For each line of the data that includes the word "would", copy the line.

Stored data
+++

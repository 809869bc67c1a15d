//! `promptsmith select` — Choose techniques for a piece of text.

use promptsmith_core::{Complexity, ComplexityLevel, SelectionRequest, SelectionResponse};

pub struct SelectArgs {
    pub text: String,
    pub intent: Option<String>,
    pub complexity: Option<ComplexityLevel>,
    pub score: Option<f64>,
    pub json: bool,
}

pub fn run(args: SelectArgs) -> Result<(), Box<dyn std::error::Error>> {
    let (config, selector) = super::load_selector()?;

    let request = SelectionRequest {
        text: args.text,
        intent: args.intent,
        complexity: Complexity {
            level: args.complexity,
            score: args.score,
        },
    };
    let response = selector.select(&request);

    if args.json || config.json_output() {
        println!("{}", serde_json::to_string_pretty(&response)?);
    } else {
        print!("{}", render(&response, config.output.show_reasoning));
    }
    Ok(())
}

fn render(response: &SelectionResponse, show_reasoning: bool) -> String {
    let mut out = String::new();
    if response.is_empty() {
        out.push_str("No techniques selected.\n");
    } else {
        out.push_str("Techniques:\n");
        for (i, t) in response.techniques.iter().enumerate() {
            let marker = if i == 0 { "*" } else { " " };
            out.push_str(&format!(
                "  {marker} {}. {} (score {}, template {})\n",
                i + 1,
                t.id,
                t.score,
                t.template
            ));
        }
    }
    let advisory = if response.meets_min_confidence {
        ""
    } else {
        " (below advisory threshold)"
    };
    out.push_str(&format!(
        "Confidence: {:.2}{advisory}\nComplexity: {:.2}\n",
        response.confidence, response.complexity_score
    ));
    if show_reasoning {
        out.push_str(&format!("Reasoning:  {}\n", response.reasoning));
    }
    out
}
//! The technique selector.
//!
//! Composes the pipeline stages in order:
//!
//! ```text
//! estimate -> match -> rank (boosts) -> pack (compatibility) -> confidence -> reasoning
//! ```
//!
//! The selector owns an immutable catalog. `select` takes `&self`, performs
//! no I/O and never fails, so one instance can serve any number of threads.

use crate::compatibility;
use crate::complexity::ComplexityEstimator;
use crate::confidence::confidence;
use crate::matcher::{self, MatchContext};
use crate::priority;
use crate::reasoning::{self, ReasoningInput};
use promptsmith_core::{
    Catalog, CatalogError, SelectedTechnique, SelectionRequest, SelectionResponse,
};
use tracing::{debug, info};

#[derive(Debug)]
pub struct TechniqueSelector {
    catalog: Catalog,
    estimator: ComplexityEstimator,
}

impl TechniqueSelector {
    /// Validate the catalog and build a selector. This is the only fallible step.
    pub fn new(catalog: Catalog) -> Result<Self, CatalogError> {
        catalog.validate()?;
        let estimator = ComplexityEstimator::new(&catalog.complexity_factors)?;
        info!(
            techniques = catalog.techniques.len(),
            enabled = catalog.enabled_count(),
            max_techniques = catalog.selection_rules.max_techniques,
            "Technique selector initialised"
        );
        Ok(Self { catalog, estimator })
    }

    /// Selector over the built-in catalog.
    pub fn builtin() -> Result<Self, CatalogError> {
        Self::new(Catalog::builtin()?)
    }

    pub fn catalog(&self) -> &Catalog {
        &self.catalog
    }

    /// Choose techniques for a request. An empty selection is a normal result.
    pub fn select(&self, request: &SelectionRequest) -> SelectionResponse {
        let rules = &self.catalog.selection_rules;
        let intent = request.intent();

        let estimate = self.estimator.estimate(&request.text, &request.complexity);
        let ctx = MatchContext::new(
            &request.text,
            intent,
            request.complexity.effective_level(),
            !request.complexity.is_unspecified(),
            estimate.score,
        );

        let matches = matcher::match_all(&self.catalog.techniques, &ctx);
        let matched = matches.len();
        let ranked = priority::rank(matches, rules, intent);
        let resolution = compatibility::resolve(&ranked, rules);

        let techniques: Vec<SelectedTechnique> = resolution
            .selected
            .iter()
            .map(|&i| {
                let candidate = &ranked[i];
                SelectedTechnique {
                    id: candidate.technique.id.clone(),
                    score: candidate.score,
                    template: candidate.technique.template.clone(),
                }
            })
            .collect();

        let winner = resolution.selected.first().map(|&i| &ranked[i]);
        let confidence = confidence(winner, matched, self.catalog.enabled_count(), rules);

        let reasoning = reasoning::explain(&ReasoningInput {
            intent,
            estimate: &estimate,
            ranked: &ranked,
            resolution: &resolution,
            max_techniques: rules.max_techniques,
        });

        debug!(
            intent = ?intent,
            complexity = estimate.score,
            matched,
            selected = techniques.len(),
            conflicts = resolution.conflicts.len(),
            confidence,
            "Selection complete"
        );

        SelectionResponse {
            primary: techniques.first().map(|t| t.id.clone()),
            techniques,
            confidence,
            meets_min_confidence: confidence >= rules.min_confidence,
            complexity_score: estimate.score,
            reasoning,
        }
    }
}
//! Human-readable explanation of a selection.
//!
//! Output is built only from the request, the estimate and the ranking, with
//! fixed float precision, so identical inputs always render identical text.

use crate::compatibility::Resolution;
use crate::complexity::{ComplexityBasis, ComplexityEstimate};
use crate::priority::RankedCandidate;
use std::fmt::Write;

pub struct ReasoningInput<'r, 'a> {
    pub intent: Option<&'r str>,
    pub estimate: &'r ComplexityEstimate,
    pub ranked: &'r [RankedCandidate<'a>],
    pub resolution: &'r Resolution,
    pub max_techniques: usize,
}

pub fn explain(input: &ReasoningInput<'_, '_>) -> String {
    let mut out = String::new();

    match input.intent {
        Some(intent) => {
            let _ = write!(out, "Intent '{intent}'");
        }
        None => out.push_str("Intent unspecified"),
    }
    let estimate = input.estimate;
    let level = estimate.level();
    let _ = match estimate.basis {
        ComplexityBasis::Override => {
            write!(out, ", {level} complexity (explicit score {:.2})", estimate.score)
        }
        ComplexityBasis::Level(_) => write!(
            out,
            ", {level} complexity (classifier level, score {:.2})",
            estimate.score
        ),
        ComplexityBasis::Text => write!(
            out,
            ", {level} complexity (estimated from text, score {:.2})",
            estimate.score
        ),
    };
    if !estimate.signals.is_empty() {
        let signals: Vec<String> = estimate.signals.iter().map(ToString::to_string).collect();
        let _ = write!(out, "; signals: {}", signals.join(", "));
    }
    out.push('.');

    if input.resolution.selected.is_empty() {
        if input.ranked.is_empty() {
            out.push_str(" No techniques matched; the request proceeds without technique guidance.");
        } else if input.resolution.omitted > 0 {
            let _ = write!(
                out,
                " {} technique(s) matched but none could be selected (limit {}).",
                input.ranked.len(),
                input.max_techniques
            );
        } else {
            let _ = write!(
                out,
                " {} technique(s) matched but none would raise the total score.",
                input.ranked.len()
            );
        }
        return out;
    }

    out.push_str(" Selected: ");
    let selected: Vec<String> = input
        .resolution
        .selected
        .iter()
        .map(|&i| describe(&input.ranked[i]))
        .collect();
    out.push_str(&selected.join("; "));
    out.push('.');

    if !input.resolution.conflicts.is_empty() {
        let dropped: Vec<String> = input
            .resolution
            .conflicts
            .iter()
            .map(|c| {
                format!(
                    "{} (incompatible with {})",
                    input.ranked[c.dropped].id(),
                    input.ranked[c.blocked_by].id()
                )
            })
            .collect();
        let _ = write!(out, " Dropped: {}.", dropped.join(", "));
    }

    if input.resolution.omitted > 0 {
        let _ = write!(
            out,
            " {} more matched technique(s) omitted by the limit of {}.",
            input.resolution.omitted, input.max_techniques
        );
    }

    if input.resolution.unprofitable > 0 {
        let _ = write!(
            out,
            " {} more matched technique(s) left out because they would lower the total score.",
            input.resolution.unprofitable
        );
    }

    out
}

fn describe(candidate: &RankedCandidate<'_>) -> String {
    let basis = if candidate.reasons.is_empty() {
        "no conditions".to_string()
    } else {
        candidate
            .reasons
            .iter()
            .map(ToString::to_string)
            .collect::<Vec<_>>()
            .join(", ")
    };
    let mut text = format!(
        "{} (score {}, matched on {basis}",
        candidate.id(),
        candidate.score
    );
    if candidate.boost != 0 {
        let _ = write!(text, ", intent boost {:+}", candidate.boost);
    }
    text.push(')');
    text
}
//! Complexity estimation.
//!
//! Turns request text, plus whatever complexity signal the classifier
//! supplied, into a score in `[0, 1]`:
//!
//! ```text
//! explicit score      -> wins outright (clamped)
//! classifier level    -> level baseline + text signal weights
//! neither             -> word count band + text signal weights
//! ```
//!
//! Text signals are independent and additive: multi-part questions,
//! technical term density, arithmetic, abstract concepts and more than one
//! constraint marker.

use promptsmith_core::{CatalogError, Complexity, ComplexityFactors, ComplexityLevel};
use regex_lite::Regex;
use std::collections::HashSet;
use std::fmt;

/// A text feature that raised the estimate.
#[derive(Debug, Clone, Copy, PartialEq, Eq)]
pub enum ComplexitySignal {
    MultiPart,
    TechnicalDensity,
    Calculation,
    AbstractConcepts,
    MultipleConstraints,
}

impl fmt::Display for ComplexitySignal {
    fn fmt(&self, f: &mut fmt::Formatter<'_>) -> fmt::Result {
        f.write_str(match self {
            Self::MultiPart => "multi-part question",
            Self::TechnicalDensity => "technical terms",
            Self::Calculation => "calculation",
            Self::AbstractConcepts => "abstract concepts",
            Self::MultipleConstraints => "multiple constraints",
        })
    }
}

/// Where the final score came from.
#[derive(Debug, Clone, Copy, PartialEq, Eq)]
pub enum ComplexityBasis {
    Override,
    Level(ComplexityLevel),
    Text,
}

#[derive(Debug, Clone, PartialEq)]
pub struct ComplexityEstimate {
    pub score: f64,
    pub basis: ComplexityBasis,
    pub word_count: usize,
    pub signals: Vec<ComplexitySignal>,
}

impl ComplexityEstimate {
    /// The level used when reporting this estimate.
    pub fn level(&self) -> ComplexityLevel {
        match self.basis {
            ComplexityBasis::Level(level) => level,
            _ => ComplexityLevel::from_score(self.score),
        }
    }
}

/// Scores text with a compiled copy of the catalog's complexity factors.
#[derive(Debug)]
pub struct ComplexityEstimator {
    factors: ComplexityFactors,
    calculation: Regex,
    technical: HashSet<String>,
    abstracts: HashSet<String>,
    constraints: HashSet<String>,
}

fn vocabulary(words: &[String]) -> HashSet<String> {
    words.iter().map(|w| w.trim().to_lowercase()).collect()
}

impl ComplexityEstimator {
    pub fn new(factors: &ComplexityFactors) -> Result<Self, CatalogError> {
        let calculation =
            Regex::new(&factors.calculation_pattern).map_err(|e| CatalogError::InvalidPattern {
                name: "calculation_pattern".into(),
                detail: e.to_string(),
            })?;
        Ok(Self {
            factors: factors.clone(),
            calculation,
            technical: vocabulary(&factors.technical_vocabulary),
            abstracts: vocabulary(&factors.abstract_vocabulary),
            constraints: vocabulary(&factors.constraint_markers),
        })
    }

    pub fn estimate(&self, text: &str, complexity: &Complexity) -> ComplexityEstimate {
        let tokens = tokenize(text);
        let word_count = tokens.len();

        if let Some(score) = complexity.finite_score() {
            return ComplexityEstimate {
                score: score.clamp(0.0, 1.0),
                basis: ComplexityBasis::Override,
                word_count,
                signals: Vec::new(),
            };
        }

        let signals = self.signals(text, &tokens);
        let added: f64 = signals.iter().map(|s| self.weight(*s)).sum();
        let (baseline, basis) = match complexity.level {
            Some(level) => (level.baseline(), ComplexityBasis::Level(level)),
            None => (self.factors.word_count_score(word_count), ComplexityBasis::Text),
        };

        ComplexityEstimate {
            score: (baseline + added).clamp(0.0, 1.0),
            basis,
            word_count,
            signals,
        }
    }

    fn weight(&self, signal: ComplexitySignal) -> f64 {
        match signal {
            ComplexitySignal::MultiPart => self.factors.multi_part_question,
            ComplexitySignal::TechnicalDensity => self.factors.technical_terms,
            ComplexitySignal::Calculation => self.factors.requires_calculation,
            ComplexitySignal::AbstractConcepts => self.factors.abstract_concepts,
            ComplexitySignal::MultipleConstraints => self.factors.multiple_constraints,
        }
    }

    fn signals(&self, text: &str, tokens: &[String]) -> Vec<ComplexitySignal> {
        let mut signals = Vec::new();

        if count_parts(text) > 1 {
            signals.push(ComplexitySignal::MultiPart);
        }

        if !tokens.is_empty() {
            let technical = tokens.iter().filter(|t| self.technical.contains(*t)).count();
            let density = technical as f64 / tokens.len() as f64;
            if technical > 0 && density >= self.factors.technical_density_threshold {
                signals.push(ComplexitySignal::TechnicalDensity);
            }
        }

        if self.calculation.is_match(&text.to_lowercase()) {
            signals.push(ComplexitySignal::Calculation);
        }

        if tokens.iter().any(|t| self.abstracts.contains(t)) {
            signals.push(ComplexitySignal::AbstractConcepts);
        }

        let constraints = tokens.iter().filter(|t| self.constraints.contains(*t)).count();
        if constraints > 1 {
            signals.push(ComplexitySignal::MultipleConstraints);
        }

        signals
    }
}

/// Lowercased words with surrounding punctuation stripped.
fn tokenize(text: &str) -> Vec<String> {
    text.split_whitespace()
        .map(|w| {
            w.trim_matches(|c: char| !c.is_alphanumeric())
                .to_lowercase()
        })
        .filter(|w| !w.is_empty())
        .collect()
}

/// Question marks plus enumerated lines (`1.`, `2)`, `- `).
fn count_parts(text: &str) -> usize {
    let questions = text.matches('?').count();
    let enumerated = text
        .lines()
        .map(str::trim_start)
        .filter(|line| {
            let digits = line.chars().take_while(char::is_ascii_digit).count();
            (digits > 0 && matches!(line[digits..].chars().next(), Some('.' | ')')))
                || line.starts_with("- ")
                || line.starts_with("* ")
        })
        .count();
    questions + enumerated
}
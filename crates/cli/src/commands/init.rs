//! `promptsmith init` — Write default config and catalog files.

use promptsmith_config::AppConfig;
use promptsmith_core::Catalog;
use std::path::Path;

pub fn run(force: bool) -> Result<(), Box<dyn std::error::Error>> {
    println!("🛠  Initialising promptsmith\n");

    let config_dir = AppConfig::config_dir();
    std::fs::create_dir_all(&config_dir)?;

    write_file(
        &config_dir.join("config.toml"),
        &AppConfig::default_toml(),
        force,
    )?;
    write_file(
        &config_dir.join("catalog.toml"),
        Catalog::builtin_toml(),
        force,
    )?;

    println!("\nNext steps:");
    println!("  1. Edit {} to tune techniques", config_dir.join("catalog.toml").display());
    println!("  2. Run `promptsmith catalog validate`");
    println!("  3. Try `promptsmith select \"Explain this step by step\" --intent problem_solving`");
    Ok(())
}

/// Write `content` unless the file exists and `force` is off. Returns whether it wrote.
pub(crate) fn write_file(path: &Path, content: &str, force: bool) -> std::io::Result<bool> {
    if path.exists() && !force {
        println!("   ⏭  {} exists (use --force to overwrite)", path.display());
        return Ok(false);
    }
    std::fs::write(path, content)?;
    println!("   ✅ Wrote {}", path.display());
    Ok(true)
}
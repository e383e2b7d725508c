//! Edge list ingestion
//!
//! The edge list is delimited text with a header row; each row names the
//! two endpoints and the segment length in meters. Ingestion is lenient: a
//! row whose weight does not parse as a finite non-negative number is
//! dropped, never an error. Endpoint ids are taken verbatim as strings, so
//! numeric-looking ids never get compared as mixed types downstream.

use std::fs::File;
use std::io::Read;
use std::path::Path;

use log::debug;
use serde::Deserialize;

use crate::model::StreetGraph;
use crate::{Distance, Error};

#[derive(Debug, Deserialize)]
struct EdgeRecord {
    u: String,
    v: String,
    length_meters: Distance,
}

/// Build a street graph from an edge list file.
///
/// # Errors
///
/// Returns an error if the file cannot be opened. Malformed rows are
/// dropped, not reported.
pub fn street_graph_from_path(path: &Path) -> Result<StreetGraph, Error> {
    let file = File::open(path).map_err(|e| {
        std::io::Error::new(
            e.kind(),
            format!("Failed to open edge list '{}': {}", path.display(), e),
        )
    })?;
    street_graph_from_reader(file)
}

/// Build a street graph from any edge list reader.
///
/// Every valid row inserts one undirected edge, so the adjacency is
/// symmetric by construction. Duplicate and parallel rows are kept
/// verbatim; picking the cheapest parallel edge is the solver's job.
///
/// # Errors
///
/// Returns an error only if the underlying reader fails at the transport
/// level; row-level problems drop the row.
pub fn street_graph_from_reader<R: Read>(reader: R) -> Result<StreetGraph, Error> {
    let mut graph = StreetGraph::new();
    let mut kept = 0usize;
    let mut dropped = 0usize;

    for record in csv::Reader::from_reader(reader).deserialize::<EdgeRecord>() {
        let Ok(record) = record else {
            dropped += 1;
            continue;
        };
        // f64 parsing accepts "inf" and "NaN", so finiteness is a separate check
        if !record.length_meters.is_finite() || record.length_meters < 0.0 {
            dropped += 1;
            continue;
        }
        graph.add_edge(&record.u, &record.v, record.length_meters);
        kept += 1;
    }

    debug!("Edge list ingested: {kept} edges kept, {dropped} rows dropped");
    Ok(graph)
}
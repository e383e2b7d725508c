use std::collections::BinaryHeap;

use hashbrown::HashMap;
use petgraph::graph::NodeIndex;
use petgraph::visit::EdgeRef;

use super::state::State;
use crate::Distance;
use crate::model::StreetGraph;

/// Solver output for one query: best known distance per reached node and,
/// for every reached node except the start, the predecessor on that best
/// path together with the weight of the edge the relaxation actually used.
///
/// Carrying the relaxed weight means path reconstruction never has to look
/// the edge up again, so reported segment distances stay consistent with
/// the distance map even when parallel edges of differing length connect
/// the same pair of nodes.
#[derive(Debug, Clone, Default)]
pub struct DijkstraTrace {
    pub distances: HashMap<NodeIndex, Distance>,
    pub predecessors: HashMap<NodeIndex, (NodeIndex, Distance)>,
}

/// Dijkstra's algorithm with predecessor tracking.
///
/// Stops as soon as `target` pops off the heap; its distance is exact at
/// that point and the rest of the graph is left unfinalized. Nodes absent
/// from the maps were not reached.
pub fn dijkstra_trace(
    graph: &StreetGraph,
    start: NodeIndex,
    target: Option<NodeIndex>,
) -> DijkstraTrace {
    // Estimate capacity based on graph size (adjust as needed)
    let estimated_nodes = graph.node_count().min(1000);
    let mut trace = DijkstraTrace {
        distances: HashMap::with_capacity(estimated_nodes),
        predecessors: HashMap::with_capacity(estimated_nodes),
    };
    let mut heap = BinaryHeap::with_capacity(estimated_nodes / 4);

    heap.push(State {
        cost: 0.0,
        node: start,
    });
    trace.distances.insert(start, 0.0);

    while let Some(State { cost, node }) = heap.pop() {
        if let Some(target_node) = target {
            if node == target_node {
                break;
            }
        }

        // Skip stale heap entries superseded by a better relaxation
        if let Some(&best) = trace.distances.get(&node) {
            if cost > best {
                continue;
            }
        }

        for edge in graph.edges(node) {
            let next = edge.target();
            let weight = edge.weight().length;
            let next_cost = cost + weight;

            match trace.distances.entry(next) {
                hashbrown::hash_map::Entry::Vacant(entry) => {
                    entry.insert(next_cost);
                    heap.push(State {
                        cost: next_cost,
                        node: next,
                    });
                    trace.predecessors.insert(next, (node, weight));
                }
                hashbrown::hash_map::Entry::Occupied(mut entry) => {
                    if next_cost < *entry.get() {
                        *entry.get_mut() = next_cost;
                        heap.push(State {
                            cost: next_cost,
                            node: next,
                        });
                        trace.predecessors.insert(next, (node, weight));
                    }
                }
            }
        }
    }

    trace
}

+++

ANSWER AREA
                " {} technique(s) matched but none would raise the total score.",
            " {} more matched technique(s) left out because they would lower the total score.",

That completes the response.